A further thought on MD5

Shows a typical cryptographic hash function (S...
Image via Wikipedia

The main use of MD5 – at least if my computer is any guide – is to check that a file you have downloaded from the internet or elsewhere is what it says it is.

In fact in this general use MD5 is not being used to encrypt anything – instead it produces a “message digest” – a 128 bit number that is a hash function of the supplied file. The problem with collisions in this case is that it means two different files could give the same hashed value (ie MD5 digest) and you could be left thinking you had the genuine file when you did not.

But that 128 bit hashed value plainly is not going to give you back the file – unlike CSI:Miami and everywhere where you see a “let’s enhance that” computer graphics gimmick, in the real world you cannot get more information out than you put in: so a 128 bit number will not magically transform into a 5 MB file even if you can reverse the hashing.

But that was not the issue with the Sun – they appeared to be using MD5 to hash a short password and in that case, at least in theory, being able to crack MD5 could give the original information back.


So, is the MD5 weakness a real world problem or not?

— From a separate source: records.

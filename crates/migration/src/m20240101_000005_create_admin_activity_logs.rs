//! Create `admin_activity_logs` table with FK to `users`.
//!
//! Audit trail of privileged actions; entries are owned by the acting
//! admin and cascade away with the account.
use sea_orm_migration::{prelude::*, schema::*};

#[derive(DeriveMigrationName)]
pub struct Migration;

#[async_trait::async_trait]
impl MigrationTrait for Migration {
    async fn up(&self, manager: &SchemaManager) -> Result<(), DbErr> {
        manager
            .create_table(
                Table::create()
                    .table(AdminActivityLogs::Table)
                    .if_not_exists()
                    .col(big_integer(AdminActivityLogs::Id).primary_key().auto_increment())
                    .col(uuid(AdminActivityLogs::AdminId).not_null())
                    .col(string_len(AdminActivityLogs::Action, 128).not_null())
                    .col(
                        string_len(AdminActivityLogs::TargetType, 32)
                            .not_null()
                            .check(Expr::col(AdminActivityLogs::TargetType).is_in([
                                "user",
                                "job",
                                "application",
                                "testimonial",
                                "setting",
                                "system",
                            ])),
                    )
                    .col(ColumnDef::new(AdminActivityLogs::TargetId).string_len(64).null())
                    .col(ColumnDef::new(AdminActivityLogs::Details).json_binary().null())
                    .col(ColumnDef::new(AdminActivityLogs::IpAddress).string_len(64).null())
                    .col(ColumnDef::new(AdminActivityLogs::UserAgent).string_len(255).null())
                    .col(timestamp_with_time_zone(AdminActivityLogs::CreatedAt).not_null())
                    .foreign_key(
                        ForeignKey::create()
                            .name("fk_admin_activity_logs_admin")
                            .from(AdminActivityLogs::Table, AdminActivityLogs::AdminId)
                            .to(Users::Table, Users::Id)
                            .on_delete(ForeignKeyAction::Cascade)
                            .on_update(ForeignKeyAction::Cascade),
                    )
                    .to_owned(),
            )
            .await
    }

    async fn down(&self, manager: &SchemaManager) -> Result<(), DbErr> {
        manager
            .drop_table(Table::drop().table(AdminActivityLogs::Table).to_owned())
            .await
    }
}

#[derive(DeriveIden)]
enum AdminActivityLogs {
    Table,
    Id,
    AdminId,
    Action,
    TargetType,
    TargetId,
    Details,
    IpAddress,
    UserAgent,
    CreatedAt,
}

#[derive(DeriveIden)]
enum Users { Table, Id }
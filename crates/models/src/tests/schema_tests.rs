//! Storage-layer contract tests: deletion propagation and check
//! constraints, exercised against a live database.
use anyhow::Result;
use chrono::Utc;
use sea_orm::{
    ActiveModelTrait, ConnectionTrait, DatabaseBackend, EntityTrait, Set, SqlErr, Statement,
};
use uuid::Uuid;

use super::{insert_user, sample_job_fields, setup_test_db};
use crate::application::{self, ApplicationType};
use crate::testimonial::{self, TestimonialStatus};
use crate::user::{self, UserRole};
use crate::{admin_activity_log, job};

/// Deleting the applicant removes their applications (CASCADE).
#[tokio::test]
async fn applicant_delete_cascades_applications() -> Result<()> {
    if std::env::var("SKIP_DB_TESTS").is_ok() {
        return Ok(());
    }
    let db = setup_test_db().await?;

    let employer = insert_user(&db, UserRole::Employer).await?;
    let applicant = insert_user(&db, UserRole::User).await?;
    let posting = job::create(&db, Some(employer.id), sample_job_fields()).await?;
    let app =
        application::submit(&db, &posting, &applicant, ApplicationType::Regular, None, None)
            .await?;

    user::Entity::delete_by_id(applicant.id).exec(&db).await?;

    let remaining = application::Entity::find_by_id(app.id).one(&db).await?;
    assert!(remaining.is_none(), "application should cascade away with its applicant");

    job::delete(&db, posting.id).await?;
    user::Entity::delete_by_id(employer.id).exec(&db).await?;
    Ok(())
}

/// Deleting an employer keeps the job but clears its reference (SET NULL).
#[tokio::test]
async fn employer_delete_nullifies_job_reference() -> Result<()> {
    if std::env::var("SKIP_DB_TESTS").is_ok() {
        return Ok(());
    }
    let db = setup_test_db().await?;

    let employer = insert_user(&db, UserRole::Employer).await?;
    let posting = job::create(&db, Some(employer.id), sample_job_fields()).await?;
    assert_eq!(posting.employer_id, Some(employer.id));

    user::Entity::delete_by_id(employer.id).exec(&db).await?;

    let survivor = job::Entity::find_by_id(posting.id).one(&db).await?.unwrap();
    assert_eq!(survivor.employer_id, None, "job must survive employer deletion");
    assert_eq!(survivor.title, posting.title);

    job::delete(&db, posting.id).await?;
    Ok(())
}

/// Deleting a job preserves applications; only the reference is cleared.
#[tokio::test]
async fn job_delete_nullifies_application_reference() -> Result<()> {
    if std::env::var("SKIP_DB_TESTS").is_ok() {
        return Ok(());
    }
    let db = setup_test_db().await?;

    let employer = insert_user(&db, UserRole::Employer).await?;
    let applicant = insert_user(&db, UserRole::User).await?;
    let posting = job::create(&db, Some(employer.id), sample_job_fields()).await?;
    let app =
        application::submit(&db, &posting, &applicant, ApplicationType::Quick, None, None).await?;

    job::delete(&db, posting.id).await?;

    let survivor = application::Entity::find_by_id(app.id).one(&db).await?.unwrap();
    assert_eq!(survivor.job_id, None);
    // The denormalized snapshot still tells the story
    assert_eq!(survivor.job_title, posting.title);
    assert_eq!(survivor.company_name, posting.company);

    user::Entity::delete_by_id(applicant.id).exec(&db).await?;
    user::Entity::delete_by_id(employer.id).exec(&db).await?;
    Ok(())
}

/// Deleting an admin removes their audit-log entries (CASCADE).
#[tokio::test]
async fn admin_delete_cascades_activity_log() -> Result<()> {
    if std::env::var("SKIP_DB_TESTS").is_ok() {
        return Ok(());
    }
    let db = setup_test_db().await?;

    let admin = insert_user(&db, UserRole::Admin).await?;
    let entry = admin_activity_log::record(
        &db,
        admin.id,
        "user.suspend",
        admin_activity_log::TargetType::User,
        Some(Uuid::new_v4().to_string()),
        Some(serde_json::json!({"reason": "spam"})),
        Some("127.0.0.1".into()),
        None,
    )
    .await?;

    user::Entity::delete_by_id(admin.id).exec(&db).await?;

    let remaining = admin_activity_log::Entity::find_by_id(entry.id).one(&db).await?;
    assert!(remaining.is_none());
    Ok(())
}

fn raw_testimonial(rating: i32) -> testimonial::ActiveModel {
    let now = Utc::now().into();
    testimonial::ActiveModel {
        id: Set(Uuid::new_v4()),
        user_id: Set(None),
        approved_by: Set(None),
        name: Set("Rating Probe".into()),
        position: Set(None),
        company: Set(None),
        content: Set("The storage layer should have opinions about this.".into()),
        rating: Set(rating),
        status: Set(TestimonialStatus::Pending),
        is_featured: Set(false),
        approved_at: Set(None),
        created_at: Set(now),
        updated_at: Set(now),
    }
}

/// The rating CHECK holds even for writes that bypass model validation.
#[tokio::test]
async fn rating_check_bounds_enforced_by_storage() -> Result<()> {
    if std::env::var("SKIP_DB_TESTS").is_ok() {
        return Ok(());
    }
    let db = setup_test_db().await?;

    for rating in [0, 6] {
        let err = raw_testimonial(rating).insert(&db).await;
        assert!(err.is_err(), "rating {rating} must be rejected by the CHECK constraint");
    }

    for rating in [1, 5] {
        let row = raw_testimonial(rating).insert(&db).await?;
        assert_eq!(row.rating, rating);
        testimonial::Entity::delete_by_id(row.id).exec(&db).await?;
    }
    Ok(())
}

/// Values outside the declared role set are rejected at the storage layer,
/// even through raw SQL that never touches the Rust enums.
#[tokio::test]
async fn role_enumeration_closed_at_storage_layer() -> Result<()> {
    if std::env::var("SKIP_DB_TESTS").is_ok() {
        return Ok(());
    }
    let db = setup_test_db().await?;

    let marker = Uuid::new_v4().simple().to_string();
    let stmt = Statement::from_sql_and_values(
        DatabaseBackend::Postgres,
        "INSERT INTO users (id, username, email, password_hash, first_name, last_name, \
         role, status, is_verified, login_attempts, created_at, updated_at) \
         VALUES ($1, $2, $3, 'x', 'Role', 'Probe', 'superuser', 'active', false, 0, now(), now())",
        [
            Uuid::new_v4().into(),
            format!("role_probe_{marker}").into(),
            format!("role_probe_{marker}@example.com").into(),
        ],
    );
    let result = db.execute(stmt).await;
    assert!(result.is_err(), "unknown role value must violate the CHECK constraint");
    Ok(())
}

/// Duplicate email surfaces as a unique-constraint violation.
#[tokio::test]
async fn duplicate_email_rejected() -> Result<()> {
    if std::env::var("SKIP_DB_TESTS").is_ok() {
        return Ok(());
    }
    let db = setup_test_db().await?;

    let original = insert_user(&db, UserRole::User).await?;
    let now = Utc::now().into();
    let dup = user::ActiveModel {
        id: Set(Uuid::new_v4()),
        username: Set(format!("dup_{}", Uuid::new_v4().simple())),
        email: Set(original.email.clone()),
        password_hash: Set("x".into()),
        first_name: Set("Dup".into()),
        last_name: Set("User".into()),
        phone: Set(None),
        role: Set(UserRole::User),
        status: Set(crate::user::UserStatus::Active),
        is_verified: Set(false),
        login_attempts: Set(0),
        last_login_at: Set(None),
        last_login_ip: Set(None),
        registration_ip: Set(None),
        created_at: Set(now),
        updated_at: Set(now),
    };
    let err = dup.insert(&db).await.expect_err("duplicate email must be rejected");
    assert!(matches!(err.sql_err(), Some(SqlErr::UniqueConstraintViolation(_))));

    user::Entity::delete_by_id(original.id).exec(&db).await?;
    Ok(())
}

My last posting – made in a hurry while I was waiting for a large SCP transfer to complete – has generated more traffic than anything else in the last month: possibly because it was mildly topical and largely because it was retweeted by John Rentoul, one of the UK’s leading political commentators and all-round good egg.

Maybe I was being a bit naive with it – because I took what the New Scientist said the US Department of Homeland Security said about the MD5 hashing algorithm – in short, it is completely broken and should not be used – and LulzSec’s claim to have cracked the Sun’s MD5 based password system and drew what I thought was the obvious conclusion – that an MD5 crack was in some way related to LulzSec’s attack on the Sun’s website on last Monday night.

But at least one person who ought to know more about this than me – forensic investigator Jonathan Krause – has taken issue with it and indeed with the whole idea that MD5 is a major security risk:




I have to admit I find this all a bit puzzling, as the web is full of stories like “brute force algorithm can crack 1.5 million MD5 hashes per second” and so on, as well as even some sites that allow you to look up previously brute forced hashes. (Of course 1.5 million per second is not a lot in a key space of 2^{128}.)

Yet on the other hand I can also find no concrete example (the disputed LulzSec crack at the Sun excepted) where someone is claiming to have made a practical use of an MD5 crack.

Brokenness of MD5 leads to attack on “The Sun”

lulzsec and Anonymous magnets
Image by goblinbox (queen of ad hoc bento) via Flickr

News coverage in Britain has been dominated by “hackgate” for several weeks now, the interest only subsiding as the horrific nature of what happened in Norway on Friday became clear.

In the middle of all this the website of News International‘s leading daily, the Sun, was taken over by the “LulzSec” crackers – who spent several hours boasting over Twitter about how they were battling the Sun’s admins.

Human security is the weakest form of security – we have all worked in places were management expect you to share passwords, after all. But it seems that one of the issues here was technical, according to the latest issue of New Scientist.

Various passwords at NI were hashed with the MD5 algorithm, which is thoroughly broken: something which is pretty worrying when a locate md5 command throws up 2928 references.

What makes it worse is that the breakage has apparently been known since 1996. (From what I can gather the issue is that the hashed code can have duplicates ie two different inputs can give the same output – meaning it is possible to create an MD5 hash that matches the expected code but which does not indicate that the supplier of the MD5 hash is genuine.)

Update: (And with thanks to John Rentoul for spotting the spelling mistake). It has been said to me that “this explanation makes no sense whatsoever”. Well, I am merely commenting on  what others have reported – click on some of the links below – to make the point that a clearly very broken hash algorithm is in very widespread use. But there are many ways to pick up a password file that admins may have exposed and not worried about because they think it’s encrypted and so unbreakable. Perhaps that happened here? Back in the ‘olden days’ before the web crushed all internet competitors, FTP sites were very common and littered with password files. Perhaps the Sun has an FTP site (this venerable protocol still has some uses after all)?